The Welsh Horse Yeomanry was a yeomanry regiment of the British Army that served in World War I. The regiment was raised shortly after the outbreak of the war. Initially it served in East Anglia on anti-invasion duties, before being dismounted in 1915 and sent to take part in the Gallipoli Campaign.

After withdrawal to Egypt, it was amalgamated with the 1/1st Montgomeryshire Yeomanry as the 25th (Montgomery and Welsh Horse Yeomanry) Battalion, Royal Welsh Fusiliers and served as such throughout the rest of the war. It took part in the Sinai and Palestine Campaign in 1917 and 1918, before being transferred to the Western Front where it remained until the end of the war.

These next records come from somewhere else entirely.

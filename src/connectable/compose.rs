//! Connectable composition
//!
//! Each adapter wraps `connect()` and forwards through a transformed
//! consumer or input function; none of them hold extra state.

use super::{Connectable, Connection, Consumer};
use crate::error::LoopError;
use std::marker::PhantomData;
use std::sync::Arc;

pub trait ConnectableExt<I, O>: Connectable<I, O> + Sized {
    /// Transform every output before it reaches the consumer.
    fn map<O2, F>(self, f: F) -> MapOutput<Self, F, O>
    where
        F: Fn(O) -> O2 + Send + Sync + 'static,
    {
        MapOutput {
            inner: self,
            f: Arc::new(f),
            _output: PhantomData,
        }
    }

    /// Transform every input before the wrapped connection sees it.
    fn contramap<I2, F>(self, f: F) -> Contramap<Self, F, I>
    where
        F: Fn(I2) -> I + Send + Sync + 'static,
    {
        Contramap {
            inner: self,
            f: Arc::new(f),
            _input: PhantomData,
        }
    }

    /// Transform outputs, dropping those mapped to `None`.
    fn filter_map<O2, F>(self, f: F) -> FilterMapOutput<Self, F, O>
    where
        F: Fn(O) -> Option<O2> + Send + Sync + 'static,
    {
        FilterMapOutput {
            inner: self,
            f: Arc::new(f),
            _output: PhantomData,
        }
    }
}

impl<I, O, C: Connectable<I, O>> ConnectableExt<I, O> for C {}

pub struct MapOutput<C, F, O> {
    inner: C,
    f: Arc<F>,
    _output: PhantomData<fn(O)>,
}

impl<I, O, O2, C, F> Connectable<I, O2> for MapOutput<C, F, O>
where
    C: Connectable<I, O>,
    F: Fn(O) -> O2 + Send + Sync + 'static,
    O: 'static,
    O2: 'static,
{
    fn connect(&self, output: Consumer<O2>) -> Result<Box<dyn Connection<I>>, LoopError> {
        let f = self.f.clone();
        self.inner.connect(Arc::new(move |value: O| output(f(value))))
    }
}

pub struct FilterMapOutput<C, F, O> {
    inner: C,
    f: Arc<F>,
    _output: PhantomData<fn(O)>,
}

impl<I, O, O2, C, F> Connectable<I, O2> for FilterMapOutput<C, F, O>
where
    C: Connectable<I, O>,
    F: Fn(O) -> Option<O2> + Send + Sync + 'static,
    O: 'static,
    O2: 'static,
{
    fn connect(&self, output: Consumer<O2>) -> Result<Box<dyn Connection<I>>, LoopError> {
        let f = self.f.clone();
        self.inner.connect(Arc::new(move |value: O| {
            if let Some(mapped) = f(value) {
                output(mapped);
            }
        }))
    }
}

pub struct Contramap<C, F, I> {
    inner: C,
    f: Arc<F>,
    _input: PhantomData<fn(I)>,
}

impl<I, I2, O, C, F> Connectable<I2, O> for Contramap<C, F, I>
where
    C: Connectable<I, O>,
    F: Fn(I2) -> I + Send + Sync + 'static,
    I: 'static,
    I2: 'static,
{
    fn connect(&self, output: Consumer<O>) -> Result<Box<dyn Connection<I2>>, LoopError> {
        let inner = self.inner.connect(output)?;
        Ok(Box::new(ContramapConnection {
            inner,
            f: self.f.clone(),
        }))
    }
}

struct ContramapConnection<F, I> {
    inner: Box<dyn Connection<I>>,
    f: Arc<F>,
}

impl<I, I2, F> Connection<I2> for ContramapConnection<F, I>
where
    F: Fn(I2) -> I + Send + Sync,
{
    fn accept(&self, input: I2) {
        self.inner.accept((self.f)(input));
    }

    fn dispose(&self) {
        self.inner.dispose();
    }
}
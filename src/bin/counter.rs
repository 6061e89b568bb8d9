//! Counter demo
//!
//! Reads commands from stdin (`inc`, `dec`, `reset`, `pause`, `resume`,
//! `quit`) and prints every model as a JSON line. Reaching the limit
//! schedules an automatic reset.

use loop_runtime::connectable::{FnConnectable, SimpleConnection};
use loop_runtime::effect::EffectRouter;
use loop_runtime::event_source::StreamEventSource;
use loop_runtime::runtime::loop_builder;
use loop_runtime::state_machine::{Next, TracingLogger};
use loop_runtime::{Consumer, RuntimeConfig};
use serde::Serialize;
use std::time::Duration;
use tokio::io::{AsyncBufReadExt, BufReader};
use tokio::sync::broadcast;
use tracing_subscriber::{layer::SubscriberExt, util::SubscriberInitExt};

const LIMIT: i64 = 10;
const AUTO_RESET_DELAY: Duration = Duration::from_secs(2);

#[derive(Debug, Clone, Default, Serialize)]
struct Counter {
    value: i64,
    auto_resets: u32,
}

#[derive(Debug, Clone, Copy, PartialEq)]
enum Event {
    Increment,
    Decrement,
    Reset,
    AutoReset,
}

#[derive(Debug, Clone, PartialEq)]
enum Effect {
    ScheduleReset(Duration),
}

fn update(model: &Counter, event: &Event) -> Next<Counter, Effect> {
    match event {
        Event::Increment => {
            let next = Counter {
                value: model.value + 1,
                ..model.clone()
            };
            if next.value == LIMIT {
                Next::next_with(next, [Effect::ScheduleReset(AUTO_RESET_DELAY)])
            } else {
                Next::next(next)
            }
        }
        Event::Decrement => Next::next(Counter {
            value: model.value - 1,
            ..model.clone()
        }),
        Event::Reset if model.value == 0 => Next::no_change(),
        Event::Reset => Next::next(Counter {
            value: 0,
            ..model.clone()
        }),
        // Only fires if nobody moved the counter off the limit meanwhile
        Event::AutoReset if model.value >= LIMIT => Next::next(Counter {
            value: 0,
            auto_resets: model.auto_resets + 1,
        }),
        Event::AutoReset => Next::no_change(),
    }
}

fn parse_command(line: &str) -> Option<Command> {
    match line.trim() {
        "inc" | "+" => Some(Command::Event(Event::Increment)),
        "dec" | "-" => Some(Command::Event(Event::Decrement)),
        "reset" => Some(Command::Event(Event::Reset)),
        "pause" => Some(Command::Pause),
        "resume" => Some(Command::Resume),
        "quit" | "exit" => Some(Command::Quit),
        _ => None,
    }
}

enum Command {
    Event(Event),
    Pause,
    Resume,
    Quit,
}

#[tokio::main]
async fn main() -> Result<(), Box<dyn std::error::Error>> {
    // Initialize logging
    tracing_subscriber::registry()
        .with(
            tracing_subscriber::EnvFilter::try_from_default_env()
                .unwrap_or_else(|_| "loop_runtime=info,counter=info".into()),
        )
        .with(
            tracing_subscriber::fmt::layer()
                .json()
                .with_writer(std::io::stderr)
                .with_current_span(false)
                .with_span_list(false),
        )
        .init();

    let config = RuntimeConfig::from_env();
    tracing::info!(
        processing = ?config.processing,
        notification = ?config.notification,
        error_policy = ?config.error_policy,
        "Runtime configured"
    );

    let runtime = tokio::runtime::Handle::current();
    let effects = EffectRouter::new()
        .with_error_hook(config.error_hook())
        .route_effects(|effect: &Effect| match effect {
            Effect::ScheduleReset(delay) => Some(*delay),
        })
        .to_async(runtime.clone(), |delay| async move {
            tokio::time::sleep(delay).await;
            [Event::AutoReset]
        })
        .as_connectable();

    let (commands, _) = broadcast::channel(64);
    let controller = loop_builder(update, effects)
        .with_config(&config)
        .with_logger(TracingLogger::new("counter"))
        .with_event_source(StreamEventSource::from_broadcast(runtime, commands.clone()))
        .controller(Counter::default());

    let view = FnConnectable::new(|_events: Consumer<Event>| {
        SimpleConnection::new(
            |model: Counter| match serde_json::to_string(&model) {
                Ok(line) => println!("{line}"),
                Err(e) => tracing::warn!(error = %e, "Failed to encode model"),
            },
            || tracing::debug!("View disconnected"),
        )
    })
    .with_error_hook(config.error_hook());
    controller.connect_view(view)?;
    controller.start()?;

    let mut lines = BufReader::new(tokio::io::stdin()).lines();
    while let Some(line) = lines.next_line().await? {
        match parse_command(&line) {
            Some(Command::Event(event)) => {
                if commands.send(event).is_err() {
                    tracing::info!(?event, "Paused, command ignored");
                }
            }
            Some(Command::Pause) => {
                if let Err(e) = controller.stop() {
                    tracing::warn!(error = %e, "Cannot pause");
                }
            }
            Some(Command::Resume) => {
                if let Err(e) = controller.start() {
                    tracing::warn!(error = %e, "Cannot resume");
                }
            }
            Some(Command::Quit) => break,
            None => tracing::warn!(command = %line.trim(), "Unknown command"),
        }
    }

    if controller.is_running() {
        controller.stop()?;
    }
    tracing::info!(model = ?controller.model(), "Counter stopped");
    Ok(())
}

The regiment formed 2nd and 3rd Lines in 1914, but these never left the United Kingdom before being disbanded in 1916 and early 1917, respectively. The 1st Line was disbanded in 1919.

History[edit]

Formation[edit]

The Welsh Horse Yeomanry was raised on 18 August 1914[1] in South Wales by the Glamorganshire T.F. Association, with HQ at Cardiff. Later in the year, it was transferred to Montgomeryshire County T.F. Association, with HQ now at Newtown.[2] The regiment was trained and equipped as lancers.[3] Despite being the last yeomanry regiment to be raised, it was accorded precedence after the Glamorganshire Yeomanry due to its connection to the Glamorganshire T.F. Association at the time of its formation.[4]

The regiment was raised almost single-handedly by Arthur Owen Vaughan, who aspired to be its commander.[citation needed] In the event, command was not given to Vaughan, but to Lord Kensington, a well-known Pembrokeshire landowner.[citation needed]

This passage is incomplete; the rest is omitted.